Jason Meisner, Megan Crepeau and Ray Long, Chicago Tribune on

Published in News & Features

CHICAGO — Illinois state Rep. Bob Rita is no longer expected to testify Monday morning in the corruption trial of ex-Speaker Michael Madigan.

Rita had taken the witness stand for a few minutes Thursday and was expected to continue Monday morning. Instead, proceedings began with lengthy sidebars and a recess. When jurors finally got back to the courtroom just before 10 a.m., U.S. District Judge John Robert Blakey told them Rita’s testimony would be “taken out of order.”

Jurors then began to hear further wiretapped recordings between Madigan and his co-defendant, longtime ally Michael McClain.

After several recordings, former ComEd general counsel Tom O’Neill was called to the stand.
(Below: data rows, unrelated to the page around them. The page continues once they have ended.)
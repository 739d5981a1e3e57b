use super::*;

use crate::schema::frozen::SchemaKey;

/// What sequences, tuples and tuple structs may serialize into: a blocked
/// array, or a duration given as three u32s
pub struct SerializeAsArrayOrDuration<'r, 'c, 's, W> {
	kind: Kind<'r, 'c, 's, W>,
}

enum Kind<'r, 'c, 's, W> {
	Array {
		block_writer: BlockWriter<'r, 'c, 's, W>,
		items: &'s Node,
	},
	Duration {
		state: &'r mut SerializerState<'c, 's, W>,
		values: [u32; 3],
		n_values: usize,
	},
}

impl<'r, 'c, 's, W: Write> SerializeAsArrayOrDuration<'r, 'c, 's, W> {
	pub(super) fn array(block_writer: BlockWriter<'r, 'c, 's, W>, items: SchemaKey) -> Self {
		let items = block_writer.state.config.schema.node(items);
		Self {
			kind: Kind::Array {
				block_writer,
				items,
			},
		}
	}

	pub(super) fn duration(state: &'r mut SerializerState<'c, 's, W>) -> Self {
		Self {
			kind: Kind::Duration {
				state,
				values: [0; 3],
				n_values: 0,
			},
		}
	}

	fn serialize_element_inner<T: ?Sized>(&mut self, value: &T) -> Result<(), SerError>
	where
		T: Serialize,
	{
		match &mut self.kind {
			Kind::Array {
				block_writer,
				items,
			} => {
				let items = *items;
				block_writer.element(|buf_state| {
					value.serialize(DatumSerializer {
						state: buf_state,
						node: items,
					})
				})
			}
			Kind::Duration {
				values,
				n_values,
				..
			} => {
				let slot = values
					.get_mut(*n_values)
					.ok_or_else(duration_seq_len_incorrect)?;
				*slot = value.serialize(extractors::ExtractU32ForDuration)?;
				*n_values += 1;
				Ok(())
			}
		}
	}

	fn end_inner(mut self) -> Result<(), SerError> {
		match &mut self.kind {
			Kind::Array { block_writer, .. } => block_writer.end(),
			Kind::Duration {
				state,
				values,
				n_values,
			} => {
				if *n_values != 3 {
					return Err(duration_seq_len_incorrect());
				}
				let [months, days, milliseconds] = *values;
				let mut buf = [0u8; 12];
				buf[0..4].copy_from_slice(&months.to_le_bytes());
				buf[4..8].copy_from_slice(&days.to_le_bytes());
				buf[8..12].copy_from_slice(&milliseconds.to_le_bytes());
				state.writer.write_all(&buf).map_err(SerError::io)
			}
		}
	}
}

pub(super) fn duration_seq_len_incorrect() -> SerError {
	SerError::new(
		"A sequence, tuple or tuple struct can indeed be serialized as Duration, \
			but only if it has exactly 3 u32 elements (months, days, milliseconds)",
	)
}

macro_rules! impl_serialize_seq_traits {
	($($trait_: ident $fn_name: ident,)*) => {
		$(
			impl<'r, 'c, 's, W: Write> $trait_ for SerializeAsArrayOrDuration<'r, 'c, 's, W> {
				type Ok = ();
				type Error = SerError;

				fn $fn_name<T: ?Sized>(&mut self, value: &T) -> Result<(), Self::Error>
				where
					T: Serialize,
				{
					self.serialize_element_inner(value)
				}

				fn end(self) -> Result<Self::Ok, Self::Error> {
					self.end_inner()
				}
			}
		)*
	};
}

impl_serialize_seq_traits! {
	SerializeSeq serialize_element,
	SerializeTuple serialize_element,
	SerializeTupleStruct serialize_field,
	SerializeTupleVariant serialize_field,
}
O’Neill testified last year about being pressured by McClain to hire a law firm headed by clout-heavy Democratic political operative Victor Reyes. At the same time, the utility was trying to win Madigan’s support on key legislation in Springfield.
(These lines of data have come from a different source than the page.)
use super::*;

use crate::schema::frozen::{Record, SchemaKey};

/// What structs and maps may serialize into: a record, a string-keyed map,
/// or a duration given as months/days/milliseconds
pub struct SerializeAsRecordOrMapOrDuration<'r, 'c, 's, W> {
	kind: Kind<'r, 'c, 's, W>,
}

enum Kind<'r, 'c, 's, W> {
	Record(KindRecord<'r, 'c, 's, W>),
	Map {
		block_writer: BlockWriter<'r, 'c, 's, W>,
		values: &'s Node,
		pending_key: Option<String>,
	},
	Duration {
		state: &'r mut SerializerState<'c, 's, W>,
		values: [u32; 3],
		gotten_values: u8,
		pending_field: Option<extractors::DurationFieldName>,
	},
}

struct KindRecord<'r, 'c, 's, W> {
	state: &'r mut SerializerState<'c, 's, W>,
	record: &'s Record,
	/// Fields up to here (exclusive) have been written to the writer
	current_idx: usize,
	/// Out-of-order fields are serialized into pooled buffers, flushed as
	/// the gap closes
	buffers: Vec<Option<Vec<u8>>>,
	/// For the `SerializeMap` flow, the field picked by the last key
	pending_field: Option<usize>,
}

impl<'r, 'c, 's, W: Write> SerializeAsRecordOrMapOrDuration<'r, 'c, 's, W> {
	pub(super) fn record(state: &'r mut SerializerState<'c, 's, W>, record: &'s Record) -> Self {
		Self {
			kind: Kind::Record(KindRecord {
				state,
				record,
				current_idx: 0,
				buffers: Vec::new(),
				pending_field: None,
			}),
		}
	}

	pub(super) fn map(state: &'r mut SerializerState<'c, 's, W>, values: SchemaKey) -> Self {
		let values = state.config.schema.node(values);
		Self {
			kind: Kind::Map {
				block_writer: BlockWriter::new(state),
				values,
				pending_key: None,
			},
		}
	}

	pub(super) fn duration(state: &'r mut SerializerState<'c, 's, W>) -> Self {
		Self {
			kind: Kind::Duration {
				state,
				values: [0; 3],
				gotten_values: 0,
				pending_field: None,
			},
		}
	}

	fn field<T: ?Sized>(&mut self, key: &str, value: &T) -> Result<(), SerError>
	where
		T: Serialize,
	{
		match &mut self.kind {
			Kind::Record(kind_record) => {
				let field_idx = kind_record.field_idx(key)?;
				kind_record.serialize_field_value(field_idx, value)
			}
			Kind::Map {
				block_writer,
				values,
				..
			} => {
				let values = *values;
				block_writer.element(|buf_state| {
					buf_state.write_length_delimited(key.as_bytes())?;
					value.serialize(DatumSerializer {
						state: buf_state,
						node: values,
					})
				})
			}
			Kind::Duration {
				values,
				gotten_values,
				..
			} => serialize_duration_field(
				values,
				gotten_values,
				extractors::DurationFieldName::from_str(key)?,
				value,
			),
		}
	}

	fn end_inner(self) -> Result<(), SerError> {
		match self.kind {
			Kind::Record(kind_record) => kind_record.end(),
			Kind::Map {
				mut block_writer, ..
			} => block_writer.end(),
			Kind::Duration {
				state,
				values,
				gotten_values,
				..
			} => {
				if gotten_values != 0b111 {
					return Err(duration_fields_incorrect());
				}
				let [months, days, milliseconds] = values;
				let mut buf = [0u8; 12];
				buf[0..4].copy_from_slice(&months.to_le_bytes());
				buf[4..8].copy_from_slice(&days.to_le_bytes());
				buf[8..12].copy_from_slice(&milliseconds.to_le_bytes());
				state.writer.write_all(&buf).map_err(SerError::io)
			}
		}
	}
}

impl<'r, 'c, 's, W: Write> KindRecord<'r, 'c, 's, W> {
	fn field_idx(&self, field_name: &str) -> Result<usize, SerError> {
		match self.record.per_name_lookup.get(field_name) {
			None => Err(SerError::custom(format_args!(
				"Attempting to serialize field that doesn't exist in record: {field_name}"
			))),
			Some(&field_idx) => Ok(field_idx),
		}
	}

	fn serialize_field_value<T: ?Sized>(
		&mut self,
		field_idx: usize,
		value: &T,
	) -> Result<(), SerError>
	where
		T: Serialize,
	{
		use std::cmp::Ordering;
		let field_schema = self
			.state
			.config
			.schema
			.node(self.record.fields[field_idx].schema);
		match field_idx.cmp(&self.current_idx) {
			Ordering::Less => Err(serializing_same_field_name_twice(
				&self.record.fields[field_idx].name,
			)),
			Ordering::Equal => {
				// Fast case: fields come in declaration order so we don't
				// need to buffer
				value.serialize(DatumSerializer {
					state: &mut *self.state,
					node: field_schema,
				})?;
				self.current_idx += 1;
				self.flush_closed_gap()
			}
			Ordering::Greater => {
				if self.buffers.len() <= field_idx {
					self.buffers.resize_with(field_idx + 1, || None);
				}
				if self.buffers[field_idx].is_some() {
					return Err(serializing_same_field_name_twice(
						&self.record.fields[field_idx].name,
					));
				}
				let mut buf_serializer_state = SerializerState {
					writer: self
						.state
						.config
						.buffers
						.field_reordering_buffers
						.pop()
						.unwrap_or_default(),
					config: &mut *self.state.config,
				};
				let res = value.serialize(DatumSerializer {
					state: &mut buf_serializer_state,
					node: field_schema,
				});
				// Put buffer in place even on failure so the allocation is
				// not lost
				self.buffers[field_idx] = Some(buf_serializer_state.into_writer());
				res
			}
		}
	}

	/// Write any buffered fields that directly follow the last written one
	fn flush_closed_gap(&mut self) -> Result<(), SerError> {
		while let Some(mut already_serialized) = self
			.buffers
			.get_mut(self.current_idx)
			.and_then(|opt| opt.take())
		{
			self.state
				.writer
				.write_all(&already_serialized)
				.map_err(SerError::io)?;
			already_serialized.clear();
			self.state
				.config
				.buffers
				.field_reordering_buffers
				.push(already_serialized);
			self.current_idx += 1;
		}
		Ok(())
	}

	fn end(mut self) -> Result<(), SerError> {
		while self.current_idx < self.record.fields.len() {
			if let Some(mut already_serialized) = self
				.buffers
				.get_mut(self.current_idx)
				.and_then(|opt| opt.take())
			{
				self.state
					.writer
					.write_all(&already_serialized)
					.map_err(SerError::io)?;
				already_serialized.clear();
				self.state
					.config
					.buffers
					.field_reordering_buffers
					.push(already_serialized);
				self.current_idx += 1;
				continue;
			}
			// The field was never provided by the `Serialize` impl: fill
			// from the schema default if there is one, tolerate always-null
			// and optional fields, error otherwise
			let field = &self.record.fields[self.current_idx];
			let field_schema = self.state.config.schema.node(field.schema);
			match (&field.default, field_schema) {
				(Some(default), _) => {
					crate::value::write_value(self.state, field_schema, default)?;
				}
				(None, Node::Null) => {}
				(None, Node::Union(union)) => {
					match union.per_type_lookup.by_shape(ValueShape::Null) {
						Some((discriminant, _)) => {
							self.state
								.writer
								.write_varint(discriminant)
								.map_err(SerError::io)?;
						}
						None => return Err(missing_field(&field.name)),
					}
				}
				_ => return Err(missing_field(&field.name)),
			}
			self.current_idx += 1;
		}
		debug_assert!(self.buffers.iter().all(|opt| opt.is_none()));
		Ok(())
	}
}

fn serialize_duration_field<T>(
	values: &mut [u32; 3],
	gotten_values: &mut u8,
	duration_field: extractors::DurationFieldName,
	value: &T,
) -> Result<(), SerError>
where
	T: Serialize + ?Sized,
{
	let bit = 1u8 << (duration_field as u8);
	if *gotten_values & bit != 0 {
		return Err(SerError::custom(format_args!(
			"{duration_field} is getting serialized twice for serialization as Duration",
		)));
	}
	values[duration_field as usize] = value.serialize(extractors::ExtractU32ForDuration)?;
	*gotten_values |= bit;
	Ok(())
}

fn missing_field(field_name: &str) -> SerError {
	SerError::custom(format_args!(
		"Missing field {field_name:?} in record, and the schema provides no default for it"
	))
}

fn serializing_same_field_name_twice(field_name: &str) -> SerError {
	SerError::custom(format_args!(
		"Attempting to serialize field with same field_name \
			twice in record (field_name: {field_name:?})"
	))
}

pub(super) fn duration_fields_incorrect() -> SerError {
	SerError::new(
		"A struct or map can indeed be serialized as Duration, but only if its \
			fields are months/days/milliseconds",
	)
}

impl<'r, 'c, 's, W: Write> SerializeStruct for SerializeAsRecordOrMapOrDuration<'r, 'c, 's, W> {
	type Ok = ();
	type Error = SerError;

	fn serialize_field<T: ?Sized>(
		&mut self,
		key: &'static str,
		value: &T,
	) -> Result<(), Self::Error>
	where
		T: Serialize,
	{
		self.field(key, value)
	}

	fn end(self) -> Result<Self::Ok, Self::Error> {
		self.end_inner()
	}
}

impl<'r, 'c, 's, W: Write> SerializeStructVariant
	for SerializeAsRecordOrMapOrDuration<'r, 'c, 's, W>
{
	type Ok = ();
	type Error = SerError;

	fn serialize_field<T: ?Sized>(
		&mut self,
		key: &'static str,
		value: &T,
	) -> Result<(), Self::Error>
	where
		T: Serialize,
	{
		self.field(key, value)
	}

	fn end(self) -> Result<Self::Ok, Self::Error> {
		self.end_inner()
	}
}

impl<'r, 'c, 's, W: Write> SerializeMap for SerializeAsRecordOrMapOrDuration<'r, 'c, 's, W> {
	type Ok = ();
	type Error = SerError;

	fn serialize_key<T: ?Sized>(&mut self, key: &T) -> Result<(), Self::Error>
	where
		T: Serialize,
	{
		match &mut self.kind {
			Kind::Record(kind_record) => {
				let key = key.serialize(extractors::ExtractKeyString)?;
				kind_record.pending_field = Some(kind_record.field_idx(&key)?);
				Ok(())
			}
			Kind::Map { pending_key, .. } => {
				*pending_key = Some(key.serialize(extractors::ExtractKeyString)?);
				Ok(())
			}
			Kind::Duration { pending_field, .. } => {
				*pending_field = Some(key.serialize(extractors::ExtractFieldNameForDuration)?);
				Ok(())
			}
		}
	}

	fn serialize_value<T: ?Sized>(&mut self, value: &T) -> Result<(), Self::Error>
	where
		T: Serialize,
	{
		match &mut self.kind {
			Kind::Record(kind_record) => {
				let field_idx = kind_record
					.pending_field
					.take()
					.ok_or_else(|| SerError::new("serialize_value called before serialize_key"))?;
				kind_record.serialize_field_value(field_idx, value)
			}
			Kind::Map {
				block_writer,
				values,
				pending_key,
			} => {
				let key = pending_key
					.take()
					.ok_or_else(|| SerError::new("serialize_value called before serialize_key"))?;
				let values = *values;
				block_writer.element(|buf_state| {
					buf_state.write_length_delimited(key.as_bytes())?;
					value.serialize(DatumSerializer {
						state: buf_state,
						node: values,
					})
				})
			}
			Kind::Duration {
				values,
				gotten_values,
				pending_field,
				..
			} => {
				let duration_field = pending_field
					.take()
					.ok_or_else(|| SerError::new("serialize_value called before serialize_key"))?;
				serialize_duration_field(values, gotten_values, duration_field, value)
			}
		}
	}

	fn end(self) -> Result<Self::Ok, Self::Error> {
		self.end_inner()
	}
}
As testimony resumed without him, Rita was still standing with his attorney in the hallway near the courtroom.

Rita, a Blue Island Democrat, was making his third turn as a prosecution witness, having already testified in last year’s ComEd Four bribery trial as well as in the perjury trial of Madigan’s former chief of staff, Tim Mapes. He was expected to give jurors a first-hand account of Madigan’s far-reaching power in the General Assembly.

Rita, a 21-year veteran of the House whose district encompasses parts of Chicago’s South Side and south suburbs, is the first sitting elected official to take the witness stand in the trial, which began Oct. 8 at the Dirksen U.S. Courthouse.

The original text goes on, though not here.